AI Can Cut Costs—But Founders Must Use It Carefully
Matthias Hoffmann, partner at Boehmert & Boehmert and co‑founder of PatentMaker, turned attention to the emerging role of artificial intelligence in patent generation. He noted that startups, especially in India, face high costs when expanding into European and U.S. markets. AI‑assisted drafting tools, he said, now offer a cost‑efficient first step.
However, Hoffmann warned that founders must remain cautious: tools like ChatGPT are not designed for confidential inputs, and poorly trained users may inadvertently disclose sensitive information or generate legally weak claims. Patent attorneys, he said, remain essential for final drafting and validation.
Five Costly Mistakes Startups Make in Managing IP
The panel identified several recurring errors they encounter in early‑stage companies:
- Filing before understanding the market—leading to patents that quickly become obsolete.
- Disclosing innovations too early, destroying patentability before filing.
- Failing to secure ownership, especially with contractors or departing founders.
- Filing overly narrow patents that can be easily bypassed.
- Skipping Freedom to Operate (FTO) analysis, exposing startups to infringement risks.
Examples ranged from robotics startups patenting features buyers no longer wanted, to founders losing rights to contractors because agreements were unclear or nonexistent.
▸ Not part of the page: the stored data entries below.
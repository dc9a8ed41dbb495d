use async_trait::async_trait;
use reqwest::Client;
use serde::Deserialize;
use std::collections::HashMap;
#[cfg(not(target_arch = "wasm32"))]
use std::time::Duration;

use crate::errors::CoreError;
use crate::models::market_data::DataKind;
use super::traits::MarketDataProvider;

const BASE_URL: &str = "https://api.frankfurter.dev/v1";

/// Frankfurter API provider for fiat exchange rates.
///
/// - **Free**: No API key, no rate limits, open-source.
/// - **Source**: European Central Bank (ECB) reference rates.
/// - **Endpoint used**: `/latest?base=USD&symbols=ILS`
pub struct FrankfurterProvider {
    client: Client,
}

impl FrankfurterProvider {
    pub fn new() -> Self {
        let builder = Client::builder();
        #[cfg(not(target_arch = "wasm32"))]
        let builder = builder.timeout(Duration::from_secs(30));
        Self {
            client: builder.build().unwrap_or_else(|_| Client::new()),
        }
    }
}

impl Default for FrankfurterProvider {
    fn default() -> Self {
        Self::new()
    }
}

// ── Frankfurter API response types ──────────────────────────────────

#[derive(Deserialize)]
struct RatesResponse {
    rates: HashMap<String, f64>,
}

#[cfg_attr(target_arch = "wasm32", async_trait(?Send))]
#[cfg_attr(not(target_arch = "wasm32"), async_trait)]
impl MarketDataProvider for FrankfurterProvider {
    fn name(&self) -> &str {
        "Frankfurter"
    }

    fn supported_data(&self) -> Vec<DataKind> {
        vec![DataKind::ExchangeRates]
    }

    async fn get_exchange_rate(&self, from: &str, to: &str) -> Result<f64, CoreError> {
        let base = from.to_uppercase();
        let target = to.to_uppercase();

        // Same currency → rate is 1.0
        if base == target {
            return Ok(1.0);
        }

        let url = format!("{BASE_URL}/latest?base={base}&symbols={target}");

        let resp: RatesResponse = self
            .client
            .get(&url)
            .send()
            .await?
            .error_for_status()?
            .json()
            .await
            .map_err(|e| CoreError::Api {
                provider: "Frankfurter".into(),
                message: format!("Failed to parse response for {base}/{target}: {e}"),
            })?;

        resp.rates.get(&target).copied().ok_or_else(|| CoreError::Api {
            provider: "Frankfurter".into(),
            message: format!("No rate found for {base} → {target}"),
        })
    }
}
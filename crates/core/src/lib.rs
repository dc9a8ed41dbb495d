pub mod errors;
pub mod models;
pub mod providers;
pub mod services;
pub mod storage;

use chrono::{Duration, NaiveDateTime};
use models::{
    diagnostic::Diagnostic, holdings::Holdings, report::Report, settings::EngineConfig,
    snapshot::PriceSnapshot,
};
use providers::registry::MarketDataRegistry;
use services::{
    market_data_service::MarketDataService,
    report_service::{ExternalInputs, ReportService},
};
use storage::snapshot_store::{append_snapshot, SnapshotStore};
use tracing::{info, warn};

use errors::CoreError;

/// Extra days of benchmark history fetched before the earliest window start,
/// so the first boundary has a price at or before it across weekends.
const BENCHMARK_MARGIN_DAYS: i64 = 7;

/// Main entry point for the Portfolio Tracker core library.
/// Holds the snapshot log, the run configuration and all services needed to
/// turn them into a report.
#[must_use]
pub struct PerformanceTracker {
    config: EngineConfig,
    store: SnapshotStore,
    snapshots: Vec<PriceSnapshot>,
    market_data: MarketDataService,
    report_service: ReportService,
    /// Rate from the most recent successful exchange-rate fetch.
    last_known_fx: Option<f64>,
    /// Problems found while loading the store, carried into the next report.
    load_diagnostics: Vec<Diagnostic>,
    /// Tracks whether any snapshot was added since the last save/load.
    dirty: bool,
}

impl std::fmt::Debug for PerformanceTracker {
    fn fmt(&self, f: &mut std::fmt::Formatter<'_>) -> std::fmt::Result {
        f.debug_struct("PerformanceTracker")
            .field("store", &self.store.path())
            .field("snapshots", &self.snapshots.len())
            .field("config", &self.config)
            .field("last_known_fx", &self.last_known_fx)
            .field("dirty", &self.dirty)
            .finish()
    }
}

impl PerformanceTracker {
    /// Create a tracker with the default market data providers.
    pub fn new(config: EngineConfig) -> Result<Self, CoreError> {
        Self::with_registry(config, MarketDataRegistry::new_with_defaults())
    }

    /// Create a tracker with a custom provider registry (offline runs, tests).
    pub fn with_registry(
        config: EngineConfig,
        registry: MarketDataRegistry,
    ) -> Result<Self, CoreError> {
        config.validate()?;
        let store = SnapshotStore::new(&config.store_path, config.retention_cap);
        let market_data = MarketDataService::new(registry, config.fetch_timeout());
        Ok(Self {
            config,
            store,
            snapshots: Vec::new(),
            market_data,
            report_service: ReportService::new(),
            last_known_fx: None,
            load_diagnostics: Vec::new(),
            dirty: false,
        })
    }

    // ── Accessors ───────────────────────────────────────────────────

    #[must_use]
    pub fn config(&self) -> &EngineConfig {
        &self.config
    }

    /// Snapshots currently held, oldest first.
    #[must_use]
    pub fn snapshots(&self) -> &[PriceSnapshot] {
        &self.snapshots
    }

    /// Whether there are snapshots that have not been saved yet.
    #[must_use]
    pub fn has_unsaved_changes(&self) -> bool {
        self.dirty
    }

    #[must_use]
    pub fn last_known_fx(&self) -> Option<f64> {
        self.last_known_fx
    }

    /// Seed the last-known exchange rate, e.g. from a previous process.
    pub fn set_last_known_fx(&mut self, rate: f64) {
        if rate.is_finite() && rate > 0.0 {
            self.last_known_fx = Some(rate);
        }
    }

    // ── Persistence ─────────────────────────────────────────────────

    /// Replace the in-memory log with one decoded from bytes.
    /// Returns the corruption diagnostic, if the bytes were unusable.
    pub fn load_history_from_bytes(&mut self, data: &[u8]) -> Option<&Diagnostic> {
        let loaded = SnapshotStore::load_from_bytes(data);
        self.accept_loaded(loaded.snapshots, loaded.corruption)
    }

    /// Encode the current log (sorted, capped) for writing.
    /// Clears the unsaved-changes flag on success.
    pub fn save_to_bytes(&mut self) -> Result<Vec<u8>, CoreError> {
        let bytes = self.store.save_to_bytes(&self.snapshots)?;
        self.dirty = false;
        Ok(bytes)
    }

    /// Load the log from the configured store file (native only).
    /// Returns the corruption diagnostic, if the file was unusable.
    #[cfg(not(target_arch = "wasm32"))]
    pub fn load_history(&mut self) -> Option<&Diagnostic> {
        let loaded = self.store.load();
        self.accept_loaded(loaded.snapshots, loaded.corruption)
    }

    /// Read the holdings from the configured holdings file (native only).
    #[cfg(not(target_arch = "wasm32"))]
    pub fn load_holdings(&self) -> Result<Holdings, CoreError> {
        let holdings = storage::manager::StorageManager::load_holdings(&self.config.holdings_path)?;
        info!(path = %self.config.holdings_path, assets = holdings.len(), "Loaded holdings");
        Ok(holdings)
    }

    /// Atomically write the log to the configured store file (native only).
    /// Returns the number of snapshots written.
    #[cfg(not(target_arch = "wasm32"))]
    pub fn save(&mut self) -> Result<usize, CoreError> {
        let written = self.store.save(&self.snapshots)?;
        let excess = self.snapshots.len().saturating_sub(self.store.retention_cap());
        self.snapshots.drain(..excess);
        self.dirty = false;
        Ok(written)
    }

    // ── Snapshot Collection ─────────────────────────────────────────

    /// Append a snapshot unless one already exists for the same minute.
    pub fn record_snapshot(&mut self, snapshot: PriceSnapshot) -> bool {
        let added = append_snapshot(&mut self.snapshots, snapshot);
        self.dirty |= added;
        added
    }

    /// Sample the latest price of every held asset and record it as one
    /// snapshot stamped `now`. Returns whether a snapshot was added.
    pub async fn collect_snapshot(
        &mut self,
        holdings: &Holdings,
        now: NaiveDateTime,
    ) -> Result<bool, CoreError> {
        let symbols: Vec<String> = holdings.assets().map(str::to_string).collect();
        match self.market_data.collect_snapshot(&symbols, now).await {
            Some(snapshot) => Ok(self.record_snapshot(snapshot)),
            None => Err(CoreError::NoSnapshots),
        }
    }

    /// Seed an empty log with daily history for every held asset.
    /// Does nothing when the log already has entries. Returns the number added.
    pub async fn backfill_if_empty(
        &mut self,
        holdings: &Holdings,
        now: NaiveDateTime,
    ) -> Result<usize, CoreError> {
        if !self.snapshots.is_empty() {
            return Ok(0);
        }

        let to = now.date();
        let from = to - Duration::days(i64::from(self.config.backfill_days));
        let symbols: Vec<String> = holdings.assets().map(str::to_string).collect();

        info!(%from, %to, symbols = symbols.len(), "Snapshot log empty, backfilling history");
        let history = self.market_data.backfill_history(&symbols, from, to).await?;

        let mut added = 0;
        for snapshot in history {
            if self.record_snapshot(snapshot) {
                added += 1;
            }
        }
        Ok(added)
    }

    // ── Reporting ───────────────────────────────────────────────────

    /// Fetch benchmark history, the exchange rate and dividend rates for one run.
    /// Each input fails independently; a successful FX fetch updates the last-known rate.
    pub async fn fetch_inputs(
        &mut self,
        holdings: &Holdings,
        now: NaiveDateTime,
    ) -> Result<ExternalInputs, CoreError> {
        let earliest = self
            .report_service
            .required_history_start(now, &self.config)?;
        let from = earliest.date() - Duration::days(BENCHMARK_MARGIN_DAYS);

        let benchmark = self
            .market_data
            .fetch_benchmark(&self.config.benchmark_symbol, from, now.date())
            .await;

        let fx_rate = self
            .market_data
            .fetch_exchange_rate(&self.config.native_currency, &self.config.display_currency)
            .await;
        if let Ok(rate) = fx_rate {
            self.last_known_fx = Some(rate);
        }

        let dividend_rates = self.market_data.fetch_dividend_rates(holdings.assets()).await;

        Ok(ExternalInputs {
            benchmark,
            fx_rate,
            // Only consulted when this run's fetch failed, so it is the previous run's rate.
            last_known_fx: self.last_known_fx,
            dividend_rates,
        })
    }

    /// Fetch external inputs and build the report for the current log.
    pub async fn generate_report(
        &mut self,
        holdings: &Holdings,
        now: NaiveDateTime,
    ) -> Result<Report, CoreError> {
        let inputs = self.fetch_inputs(holdings, now).await?;
        self.generate_report_with_inputs(holdings, inputs, now)
    }

    /// Build the report from already-fetched inputs. No I/O.
    pub fn generate_report_with_inputs(
        &self,
        holdings: &Holdings,
        inputs: ExternalInputs,
        now: NaiveDateTime,
    ) -> Result<Report, CoreError> {
        let mut report = self.report_service.build_report(
            &self.snapshots,
            holdings,
            &self.config,
            inputs,
            now,
        )?;

        if !self.load_diagnostics.is_empty() {
            let mut diagnostics = self.load_diagnostics.clone();
            diagnostics.append(&mut report.diagnostics);
            report.diagnostics = diagnostics;
        }
        Ok(report)
    }

    // ── Internal ────────────────────────────────────────────────────

    fn accept_loaded(
        &mut self,
        snapshots: Vec<PriceSnapshot>,
        corruption: Option<Diagnostic>,
    ) -> Option<&Diagnostic> {
        self.snapshots = snapshots;
        self.dirty = false;
        self.load_diagnostics.clear();
        if let Some(diagnostic) = corruption {
            warn!(path = %self.store.path().display(), "Starting from an empty snapshot log");
            self.load_diagnostics.push(diagnostic);
        }
        self.load_diagnostics.first()
    }
}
Balancing Speed to Market With Protection
Startups often prioritize quick product launches, but Doulatani emphasized that moving too fast without IP protection can lead to devastating setbacks. Provisional patents were recommended as a flexible and cost‑effective way to secure early filing dates.
However, Hoffmann cautioned that European patent rules do not treat provisional filings as flexibly as the United States, meaning founders expanding into Europe must understand stricter amendment limitations.
Preparing for Acquisitions and IPOs
As companies mature, investors and acquirers dig deep into IP portfolios. The panel explained that buyers evaluate:
- clarity of ownership,
- competitive positioning,
- technology scalability,
- and whether the IP blocks competitors effectively.
A comprehensive IP audit, they said, is essential before any acquisition or IPO process begins.
Build vs. Buy: Choosing What to Develop Internally
The panel also addressed the build‑versus‑buy dilemma. Core IP, speakers agreed, should always be built and held internally. Non‑core components may be outsourced, but only with strong contracts that protect licensing rights, confidentiality, and long‑term ownership.
Tailoring IP to Industry Needs
Different industries demand different IP strategies. For example, EV startups rely heavily on patents, designs, and trademarks, while companies in aerospace or space technology depend more on trade secrets. Founders were urged to seek advisors with specific domain experience rather than rely on generic legal templates.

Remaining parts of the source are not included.